Numerous mechanisms have been proposed to explain host shutoff by influenza A virus (IAV). One of these involves the viral mRNAs “stealing” capped fragments originally thought to be derived from cellular pre-mRNAs, followed by extension into mRNA (Koppstein et al., 2015). Other mechanisms put forward include the preferential translation of viral mRNA (Park and Katze, 1995), the degradation of cellular mRNA (Beloso et al., 1992), inhibiting the formation of cellular pre-mRNA (Nemeroff et al., 1998), the degradation of cellular RNA polymerase II (Rodriguez et al., 2007), and the retention of host mRNA in the cell nucleus (Fortes et al., 1994).

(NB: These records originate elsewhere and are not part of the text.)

//! Cryptography for the login key exchange: RSA key pair, AES-128-CFB8
//! stream cipher, session server hash, offline-mode UUIDs.

pub mod cipher;
pub mod keys;
pub mod offline;
pub mod server_hash;

pub use cipher::{DecryptCipher, EncryptCipher};
pub use keys::{encrypt_with_public_key, ServerKeyPair};
pub use offline::offline_uuid;
pub use server_hash::server_hash;

use thiserror::Error;

/// Length of the shared AES secret negotiated during login.
pub const SHARED_SECRET_LEN: usize = 16;

/// Cryptographic operation errors.
#[derive(Debug, Error)]
pub enum CryptoError {
    #[error("RSA error: {0}")]
    Rsa(String),

    #[error("invalid public key: {0}")]
    InvalidPublicKey(String),

    #[error("invalid shared secret length: {0}")]
    InvalidSecretLength(usize),
}

/// Convert a decrypted shared secret into the fixed-size key used by the ciphers.
pub fn shared_secret_from_slice(data: &[u8]) -> Result<[u8; SHARED_SECRET_LEN], CryptoError> {
    <[u8; SHARED_SECRET_LEN]>::try_from(data)
        .map_err(|_| CryptoError::InvalidSecretLength(data.len()))
}

/// Generate a fresh random shared secret (client side of the exchange).
pub fn generate_shared_secret() -> [u8; SHARED_SECRET_LEN] {
    rand::random()
}
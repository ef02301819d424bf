//! Entity update packets: Server → Client.

use bytes::{Buf, BufMut, Bytes};

use crate::codec::{self, ProtoDecode, ProtoEncode};
use crate::error::ProtoError;
use crate::metadata::{read_slot, EntityMetadata};
use crate::types::VarInt;

/// EntityTeleport (0x18).
#[derive(Debug, Clone, PartialEq)]
pub struct EntityTeleport {
    pub entity_id: i32,
    pub x: i32,
    pub y: i32,
    pub z: i32,
    pub yaw: i8,
    pub pitch: i8,
    pub on_ground: bool,
}

impl ProtoEncode for EntityTeleport {
    fn proto_encode(&self, buf: &mut impl BufMut) {
        VarInt(self.entity_id).proto_encode(buf);
        buf.put_i32(self.x);
        buf.put_i32(self.y);
        buf.put_i32(self.z);
        buf.put_i8(self.yaw);
        buf.put_i8(self.pitch);
        codec::write_bool(buf, self.on_ground);
    }
}

impl ProtoDecode for EntityTeleport {
    fn proto_decode(buf: &mut impl Buf) -> Result<Self, ProtoError> {
        Ok(Self {
            entity_id: VarInt::proto_decode(buf)?.0,
            x: codec::read_i32(buf)?,
            y: codec::read_i32(buf)?,
            z: codec::read_i32(buf)?,
            yaw: codec::read_i8(buf)?,
            pitch: codec::read_i8(buf)?,
            on_ground: codec::read_bool(buf)?,
        })
    }
}

/// DestroyEntities (0x13). Batches any number of ids.
#[derive(Debug, Clone, PartialEq)]
pub struct DestroyEntities {
    pub entity_ids: Vec<i32>,
}

impl ProtoEncode for DestroyEntities {
    fn proto_encode(&self, buf: &mut impl BufMut) {
        VarInt(self.entity_ids.len() as i32).proto_encode(buf);
        for id in &self.entity_ids {
            VarInt(*id).proto_encode(buf);
        }
    }
}

impl ProtoDecode for DestroyEntities {
    fn proto_decode(buf: &mut impl Buf) -> Result<Self, ProtoError> {
        let count = codec::read_length(buf)?;
        // every id takes at least one byte
        codec::ensure_remaining(buf, count)?;
        let mut entity_ids = Vec::with_capacity(count);
        for _ in 0..count {
            entity_ids.push(VarInt::proto_decode(buf)?.0);
        }
        Ok(Self { entity_ids })
    }
}

/// EntityMetadata (0x1C).
#[derive(Debug, Clone, PartialEq)]
pub struct SetEntityMetadata {
    pub entity_id: i32,
    pub metadata: EntityMetadata,
}

impl ProtoEncode for SetEntityMetadata {
    fn proto_encode(&self, buf: &mut impl BufMut) {
        VarInt(self.entity_id).proto_encode(buf);
        self.metadata.proto_encode(buf);
    }
}

impl ProtoDecode for SetEntityMetadata {
    fn proto_decode(buf: &mut impl Buf) -> Result<Self, ProtoError> {
        Ok(Self {
            entity_id: VarInt::proto_decode(buf)?.0,
            metadata: EntityMetadata::proto_decode(buf)?,
        })
    }
}

/// EntityEquipment (0x04). Slot 0 is the held item, 1-4 armor.
#[derive(Debug, Clone, PartialEq)]
pub struct EntityEquipment {
    pub entity_id: i32,
    pub slot: i16,
    /// Raw item stack.
    pub item: Bytes,
}

impl ProtoEncode for EntityEquipment {
    fn proto_encode(&self, buf: &mut impl BufMut) {
        VarInt(self.entity_id).proto_encode(buf);
        buf.put_i16(self.slot);
        buf.put_slice(&self.item);
    }
}

impl ProtoDecode for EntityEquipment {
    fn proto_decode(buf: &mut impl Buf) -> Result<Self, ProtoError> {
        Ok(Self {
            entity_id: VarInt::proto_decode(buf)?.0,
            slot: codec::read_i16(buf)?,
            item: read_slot(buf)?,
        })
    }
}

Now, in eLife, Noam Stern-Ginossar of the Weizmann Institute of Science and colleagues – including Adi Bercovich-Kinori and Julie Tai as joint first authors – report how they have combined RNA sequencing (which measures the abundance of different mRNAs) with ribosome profiling (which gives a measure of mRNA translation or protein synthesis (Ingolia, 2016)) to produce a genome-wide map that illustrates changes in the abundance and translation of both host and viral mRNA across the IAV replication cycle (Bercovich-Kinori et al., 2016). Unexpectedly they found that host and viral mRNAs were both translated with similar efficiencies, indicating that viral mRNAs were not preferentially translated relative to host mRNAs. Instead, IAV-induced host shutoff primarily originates from a reduced abundance of cellular mRNA and from the high levels of viral mRNA in both the nucleus and cytoplasm. Fluorescence-based measurements confirmed these findings and revealed that the reduced abundance of cellular mRNA has its origins in the nucleus. This likely involves an RNA endoribonuclease called PA-X, which is encoded in the genome of IAV, stimulating the decay of cellular mRNA (Khaperskyy et al., 2016).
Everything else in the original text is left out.